AIM OF THE TASK – For the data below, give again exactly the lines from the one containing "use rpath::RemotePath;" through the one containing "let path = RemotePath::from(self.path);", both ends included, and no others.

STORED DATA –
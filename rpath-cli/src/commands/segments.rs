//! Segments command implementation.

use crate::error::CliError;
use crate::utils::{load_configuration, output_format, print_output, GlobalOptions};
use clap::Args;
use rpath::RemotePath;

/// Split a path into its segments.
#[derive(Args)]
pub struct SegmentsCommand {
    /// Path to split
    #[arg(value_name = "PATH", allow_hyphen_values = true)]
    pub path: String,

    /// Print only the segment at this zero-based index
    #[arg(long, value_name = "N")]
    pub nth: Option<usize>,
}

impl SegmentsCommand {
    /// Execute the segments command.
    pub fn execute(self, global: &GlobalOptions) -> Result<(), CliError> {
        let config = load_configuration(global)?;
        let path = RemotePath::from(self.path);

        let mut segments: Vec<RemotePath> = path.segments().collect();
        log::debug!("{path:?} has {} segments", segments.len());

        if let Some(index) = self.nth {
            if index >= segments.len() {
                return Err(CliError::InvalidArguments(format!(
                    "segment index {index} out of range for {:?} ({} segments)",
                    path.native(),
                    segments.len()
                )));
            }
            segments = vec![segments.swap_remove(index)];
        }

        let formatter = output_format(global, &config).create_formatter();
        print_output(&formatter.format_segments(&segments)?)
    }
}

FINISHED TASK –
use rpath::RemotePath;

/// Split a path into its segments.
#[derive(Args)]
pub struct SegmentsCommand {
    /// Path to split
    #[arg(value_name = "PATH", allow_hyphen_values = true)]
    pub path: String,

    /// Print only the segment at this zero-based index
    #[arg(long, value_name = "N")]
    pub nth: Option<usize>,
}

impl SegmentsCommand {
    /// Execute the segments command.
    pub fn execute(self, global: &GlobalOptions) -> Result<(), CliError> {
        let config = load_configuration(global)?;
        let path = RemotePath::from(self.path);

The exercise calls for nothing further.